*** Given information Section Begins ***

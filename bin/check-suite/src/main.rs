//! Create one check of every type and verify the resulting states.

use clap::Parser;
use client::UptimeClient;
use config::SuiteOpts;
use dotenvy::dotenv;
use tasks::suite::{self, CREATE_DELAY, SETTLE_MINUTES, SuiteParams};
use tracing::warn;
use tracing_subscriber::filter::EnvFilter;

#[tokio::main]
async fn main() -> eyre::Result<()> {
    if let Ok(custom_env_file) = std::env::var("ENV_FILE") {
        dotenvy::from_filename(custom_env_file)?;
    } else {
        dotenv().ok();
    }

    let opts = SuiteOpts::parse();

    tracing_subscriber::fmt()
        .with_env_filter(
            EnvFilter::try_from_default_env().unwrap_or_else(|_| EnvFilter::new("info")),
        )
        .init();

    let params = SuiteParams {
        contact_groups: opts.contact_groups(),
        locations: opts.location_list(),
        tags: opts.tag_list(),
    };
    let client = UptimeClient::new(opts.api.token, opts.api.api, opts.api.subaccount);

    let mismatches = suite::run(&client, &params, CREATE_DELAY, SETTLE_MINUTES).await?;
    if mismatches > 0 {
        warn!(mismatches, "some checks did not settle into the expected state");
    }
    Ok(())
}
//! Error types for weather extraction.
//!
//! This module defines [`WeatherError`], which covers every failure a
//! provider call can surface: fetching the page, locating required
//! fragments, and interpreting their text.
//!
//! # Example
//!
//! ```rust
//! use idokep_core::{WeatherError, Result};
//!
//! fn temperature(text: &str) -> Result<i32> {
//!     if text.trim().is_empty() {
//!         return Err(WeatherError::ParseError { text: text.to_string() });
//!     }
//!     // ... conversion logic
//!     # Ok(0)
//! }
//! ```

use std::path::PathBuf;
use thiserror::Error;

/// Main error type for provider operations.
///
/// Fetch-layer variants are propagated unchanged from the fetcher. Selector
/// and parse variants mean the page no longer matches the expected layout.
///
/// # Example
///
/// ```rust
/// use idokep_core::{WeatherError, parse_number};
///
/// match parse_number("n/a") {
///     Ok(value) => println!("Value: {}", value),
///     Err(WeatherError::ParseError { text }) => println!("Not a number: {}", text),
///     Err(e) => println!("Error: {}", e),
/// }
/// ```
#[derive(Error, Debug)]
pub enum WeatherError {
    /// HTTP request errors from reqwest.
    ///
    /// Covers DNS failures, connection issues and non-success status codes.
    #[error("HTTP request failed: {0}")]
    HttpError(#[from] reqwest::Error),

    /// Request timeout.
    #[error("Request timed out after {timeout} seconds")]
    Timeout { timeout: u64 },

    /// Invalid URL provided, or a page URL could not be built from the base.
    #[error("Invalid URL: {0}")]
    InvalidUrl(String),

    /// File not found.
    ///
    /// Returned by the file-backed fetcher when the page file is missing.
    #[error("File not found: {0}")]
    FileNotFound(PathBuf),

    /// File read errors.
    #[error("Failed to read file: {0}")]
    ReadError(#[from] std::io::Error),

    /// A CSS selector string could not be parsed.
    #[error("Invalid selector: {0}")]
    InvalidSelector(String),

    /// A required fragment is missing from the page.
    #[error("No element matches selector '{selector}'")]
    SelectorNotFound { selector: String },

    /// A fragment was found but lacks a required attribute.
    #[error("Element '{selector}' has no '{attribute}' attribute")]
    MissingAttribute { selector: String, attribute: String },

    /// A selector matched a different number of fragments than the layout declares.
    #[error("Expected {expected} elements for '{selector}', found {found}")]
    UnexpectedMatchCount { selector: String, expected: usize, found: usize },

    /// Text contains no interpretable numeral.
    #[error("Could not interpret '{text}' as a number")]
    ParseError { text: String },

    /// An hourly card label is not a valid hour of day.
    #[error("Invalid hour label: '{0}'")]
    InvalidHour(String),

    /// A forecast column states a day-of-month no calendar month has.
    #[error("Invalid day of month: {0}")]
    InvalidDayNumber(u32),

    /// Serialization failures in the output formatters.
    #[error("Failed to serialize output: {0}")]
    SerializeError(#[from] serde_json::Error),
}

impl WeatherError {
    /// Whether the error came from the fetch layer rather than from extraction.
    pub fn is_fetch_failure(&self) -> bool {
        matches!(
            self,
            WeatherError::HttpError(_)
                | WeatherError::Timeout { .. }
                | WeatherError::InvalidUrl(_)
                | WeatherError::FileNotFound(_)
                | WeatherError::ReadError(_)
        )
    }
}

/// Result type alias for WeatherError.
pub type Result<T> = std::result::Result<T, WeatherError>;

#[cfg(test)]
mod tests {
    use super::*;

    #[test]
    fn test_error_display() {
        let err = WeatherError::SelectorNotFound { selector: ".current-temperature".to_string() };
        assert!(err.to_string().contains(".current-temperature"));
    }

    #[test]
    fn test_match_count_error() {
        let err = WeatherError::UnexpectedMatchCount { selector: "a".to_string(), expected: 2, found: 3 };
        assert!(err.to_string().contains('2'));
        assert!(err.to_string().contains('3'));
    }

    #[test]
    fn test_fetch_failure_classification() {
        assert!(WeatherError::Timeout { timeout: 30 }.is_fetch_failure());
        assert!(WeatherError::InvalidUrl("x".to_string()).is_fetch_failure());
        assert!(!WeatherError::ParseError { text: "x".to_string() }.is_fetch_failure());
        assert!(!WeatherError::InvalidDayNumber(32).is_fetch_failure());
    }
}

*** Given information Section Ends ***

* What you have to do:
Count the lines above that include the word "dotenvy". Reply with that number alone.

* Solution to the problem:
2